Source data Block Start
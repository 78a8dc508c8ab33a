//! CLI command definitions.

use clap::{Parser, Subcommand, ValueEnum};
use mediadir_core::MediaCategory;
use std::path::PathBuf;

/// mediadir - category-based access to a shared content store
#[derive(Parser, Debug)]
#[command(name = "mediadir")]
#[command(about = "Category-based access to a shared content store", long_about = None)]
#[command(version)]
pub struct Cli {
    /// Command to execute
    #[command(subcommand)]
    pub command: Commands,

    /// Enable verbose logging
    #[arg(short, long, global = true)]
    pub verbose: bool,

    /// Configuration file to load instead of the layered defaults
    #[arg(long, global = true, env = "MEDIADIR_CONFIG")]
    pub config: Option<PathBuf>,

    /// Store root, overriding the configured one
    #[arg(long, global = true, env = "MEDIADIR_ROOT")]
    pub root: Option<PathBuf>,
}

/// Available commands
#[derive(Subcommand, Debug)]
pub enum Commands {
    /// List records under a category
    List {
        /// Category to list
        category: MediaCategory,

        /// Sub-path under the category root
        #[arg(long)]
        sub_path: Option<String>,

        /// Skip records that are still pending
        #[arg(long)]
        visible_only: bool,

        /// Output format
        #[arg(long, default_value = "human")]
        format: OutputFormat,
    },

    /// Copy a private file into a category
    Save {
        /// Destination category
        category: MediaCategory,

        /// File to copy
        file: PathBuf,

        /// Sub-path under the category root
        #[arg(long)]
        sub_path: Option<String>,

        /// Keep the record hidden until all bytes are written
        #[arg(long)]
        staged: bool,
    },

    /// Copy a record out to a private file
    Export {
        /// Source category
        category: MediaCategory,

        /// Display name of the record
        name: String,

        /// Destination file
        dest: PathBuf,

        /// Sub-path under the category root
        #[arg(long)]
        sub_path: Option<String>,
    },

    /// Delete a record
    Delete {
        /// Category holding the record
        category: MediaCategory,

        /// Display name of the record
        name: String,

        /// Sub-path under the category root
        #[arg(long)]
        sub_path: Option<String>,
    },

    /// Hide a record from other readers
    Hide {
        /// Category holding the record
        category: MediaCategory,

        /// Display name of the record
        name: String,

        /// Sub-path under the category root
        #[arg(long)]
        sub_path: Option<String>,
    },

    /// Make a hidden record visible again
    Show {
        /// Category holding the record
        category: MediaCategory,

        /// Display name of the record
        name: String,

        /// Sub-path under the category root
        #[arg(long)]
        sub_path: Option<String>,
    },

    /// Print a photo's capture metadata
    Exif {
        /// Category holding the photo
        category: MediaCategory,

        /// Display name of the photo
        name: String,

        /// Sub-path under the category root
        #[arg(long)]
        sub_path: Option<String>,
    },

    /// Print the store location a category sub-path resolves to
    Locate {
        /// Category to resolve
        category: MediaCategory,

        /// Sub-path under the category root
        #[arg(long)]
        sub_path: Option<String>,
    },

    /// List every category with its collection and root
    Categories,
}

/// Output format options
#[derive(ValueEnum, Clone, Copy, Debug, PartialEq, Eq)]
pub enum OutputFormat {
    /// Human-readable format
    Human,
    /// JSON format
    Json,
}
Source data Block End
What to produce - Every record, word for word, must be returned.

Exercise output -
repository 78a8dc508c8ab33a
//! CLI command definitions.

use clap::{Parser, Subcommand, ValueEnum};
use mediadir_core::MediaCategory;
use std::path::PathBuf;

/// mediadir - category-based access to a shared content store
#[derive(Parser, Debug)]
#[command(name = "mediadir")]
#[command(about = "Category-based access to a shared content store", long_about = None)]
#[command(version)]
pub struct Cli {
    /// Command to execute
    #[command(subcommand)]
    pub command: Commands,

    /// Enable verbose logging
    #[arg(short, long, global = true)]
    pub verbose: bool,

    /// Configuration file to load instead of the layered defaults
    #[arg(long, global = true, env = "MEDIADIR_CONFIG")]
    pub config: Option<PathBuf>,

    /// Store root, overriding the configured one
    #[arg(long, global = true, env = "MEDIADIR_ROOT")]
    pub root: Option<PathBuf>,
}

/// Available commands
#[derive(Subcommand, Debug)]
pub enum Commands {
    /// List records under a category
    List {
        /// Category to list
        category: MediaCategory,

        /// Sub-path under the category root
        #[arg(long)]
        sub_path: Option<String>,

        /// Skip records that are still pending
        #[arg(long)]
        visible_only: bool,

        /// Output format
        #[arg(long, default_value = "human")]
        format: OutputFormat,
    },

    /// Copy a private file into a category
    Save {
        /// Destination category
        category: MediaCategory,

        /// File to copy
        file: PathBuf,

        /// Sub-path under the category root
        #[arg(long)]
        sub_path: Option<String>,

        /// Keep the record hidden until all bytes are written
        #[arg(long)]
        staged: bool,
    },

    /// Copy a record out to a private file
    Export {
        /// Source category
        category: MediaCategory,

        /// Display name of the record
        name: String,

        /// Destination file
        dest: PathBuf,

        /// Sub-path under the category root
        #[arg(long)]
        sub_path: Option<String>,
    },

    /// Delete a record
    Delete {
        /// Category holding the record
        category: MediaCategory,

        /// Display name of the record
        name: String,

        /// Sub-path under the category root
        #[arg(long)]
        sub_path: Option<String>,
    },

    /// Hide a record from other readers
    Hide {
        /// Category holding the record
        category: MediaCategory,

        /// Display name of the record
        name: String,

        /// Sub-path under the category root
        #[arg(long)]
        sub_path: Option<String>,
    },

    /// Make a hidden record visible again
    Show {
        /// Category holding the record
        category: MediaCategory,

        /// Display name of the record
        name: String,

        /// Sub-path under the category root
        #[arg(long)]
        sub_path: Option<String>,
    },

    /// Print a photo's capture metadata
    Exif {
        /// Category holding the photo
        category: MediaCategory,

        /// Display name of the photo
        name: String,

        /// Sub-path under the category root
        #[arg(long)]
        sub_path: Option<String>,
    },

    /// Print the store location a category sub-path resolves to
    Locate {
        /// Category to resolve
        category: MediaCategory,

        /// Sub-path under the category root
        #[arg(long)]
        sub_path: Option<String>,
    },

    /// List every category with its collection and root
    Categories,
}

/// Output format options
#[derive(ValueEnum, Clone, Copy, Debug, PartialEq, Eq)]
pub enum OutputFormat {
    /// Human-readable format
    Human,
    /// JSON format
    Json,
}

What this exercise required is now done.